The terms are metaphors today, but they began as “literal descriptions,” says Sophia Rosenfeld, a professor of European and American intellectual and cultural history at the University of Pennsylvania. Here’s how historians explain the terms’ surprising evolutions.
What are the origins of the political terms ‘left’ and ‘right’?
The story begins in France, in the summer of 1789, explains Patrice Higonnet, a professor emeritus of French history at Harvard University. As the French Revolution gained steam, an angry mob had just stormed the Bastille. The National Assembly assembled to act as the revolution’s government. And the assembly had a principal goal: writing a new constitution.

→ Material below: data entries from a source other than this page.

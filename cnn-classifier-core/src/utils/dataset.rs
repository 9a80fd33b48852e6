//! Arrange a flat image folder into one sub-folder per class label.

use crate::error::{FormatError, Result};
use serde::Deserialize;
use std::collections::BTreeSet;
use std::path::{Component, Path};

/// Labels CSV expected next to the image folder.
pub const LABELS_FILE_NAME: &str = "train.csv";
/// Folder holding the images named in the labels CSV.
pub const IMAGES_DIR_NAME: &str = "train_images";

#[derive(Debug, Deserialize)]
struct LabelRecord {
    image_id: String,
    label: String,
}

/// What [`separate_and_move_images`] did.
#[derive(Debug, Clone, PartialEq, Eq)]
pub struct SeparationSummary {
    /// Distinct labels, sorted; one directory was created for each.
    pub labels: Vec<String>,
    /// Number of images moved.
    pub moved: usize,
}

/// Move every image listed in `<data_dir>/train.csv` from
/// `<data_dir>/train_images/<image_id>` into
/// `<data_dir>/train_images/<label>/<image_id>`.
///
/// Every `image_id` and `label` must be a plain file name; a row that names
/// a path (`a/b`, `..`, an absolute path) fails the whole call before any
/// directory is created.
///
/// Files are moved, not copied. A second run fails as soon as it reaches an
/// image that is no longer at its original location.
pub fn separate_and_move_images(data_dir: &Path) -> Result<SeparationSummary> {
    let mut reader = csv::ReaderBuilder::new()
        .has_headers(true)
        .trim(csv::Trim::All)
        .from_path(data_dir.join(LABELS_FILE_NAME))?;
    let records = reader
        .deserialize::<LabelRecord>()
        .collect::<std::result::Result<Vec<_>, _>>()?;
    for record in &records {
        check_file_name("image_id", &record.image_id)?;
        check_file_name("label", &record.label)?;
    }

    let images_dir = data_dir.join(IMAGES_DIR_NAME);
    let labels: BTreeSet<&str> = records.iter().map(|r| r.label.as_str()).collect();
    for label in &labels {
        std::fs::create_dir_all(images_dir.join(label))?;
    }

    for record in &records {
        let from = images_dir.join(&record.image_id);
        let to = images_dir.join(&record.label).join(&record.image_id);
        std::fs::rename(&from, &to)?;
    }

    tracing::info!(
        images = records.len(),
        labels = labels.len(),
        dir = %images_dir.display(),
        "images separated by label"
    );

    Ok(SeparationSummary {
        labels: labels.into_iter().map(str::to_string).collect(),
        moved: records.len(),
    })
}

fn check_file_name(field: &'static str, value: &str) -> Result<()> {
    let mut components = Path::new(value).components();
    match (components.next(), components.next()) {
        (Some(Component::Normal(_)), None) => Ok(()),
        _ => Err(FormatError::UnsafePath {
            field,
            value: value.to_string(),
        }
        .into()),
    }
}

One of the main issues the assembly debated was how much power the king should have, says David A. Bell, a professor of early modern France at Princeton University. Would he have the right to an absolute veto? As the debate continued, those who thought the king should have an absolute veto sat on the right of the president of the assembly, and those who thought he should not — the more radical view — sat on the left of the president of the assembly. In other words, those who wanted to hew closer to tradition were on the right, and those who wanted more change were on the left.
“So these groupings became known as the left and the right, and that’s where we trace the origins,” Bell tells TIME.
The seating pattern repeated itself in subsequent legislatures and parliaments. “It entered popular vernacular quite quickly,” he says. “These terms were used in the newspapers reporting on the national assembly.”
How did ‘left-wing’ and ‘right-wing’ spread?
The whole world was watching the French Revolution, and its jargon eventually began to make its way around the world — but not overnight. According to French historian Marcel Gauchet’s essay “Right and Left,” the process of right and left becoming primary categories of political identity was “a long drawn-out process that lasted more than three quarters of a century, until the first decade of the 20th century.”
The prevalence of left and right in Bolshevik Russia and in the early years of the Soviet Union exemplifies the terms’ reach.
“The Bolsheviks were fascinated by the French Revolution. They were intensely conscious about carrying out its legacy — and raising it to a higher level,” Marci Shore, a professor of European cultural and intellectual history at Yale University, told TIME in an email. They viewed it as a necessary step in the historical process that would eventually lead to communism.
For them, left and right took on newly specific meanings. People who broke from the Communist party line were described by opponents as left-wing or right-wing deviationists, especially during the Stalinist era. Leaning toward the left generally meant embracing a radical international workers revolution, and leaning to the right generally meant adopting some sort of national sentiment. But the definitions were fluid, always shifting in relation to the ever-changing party line.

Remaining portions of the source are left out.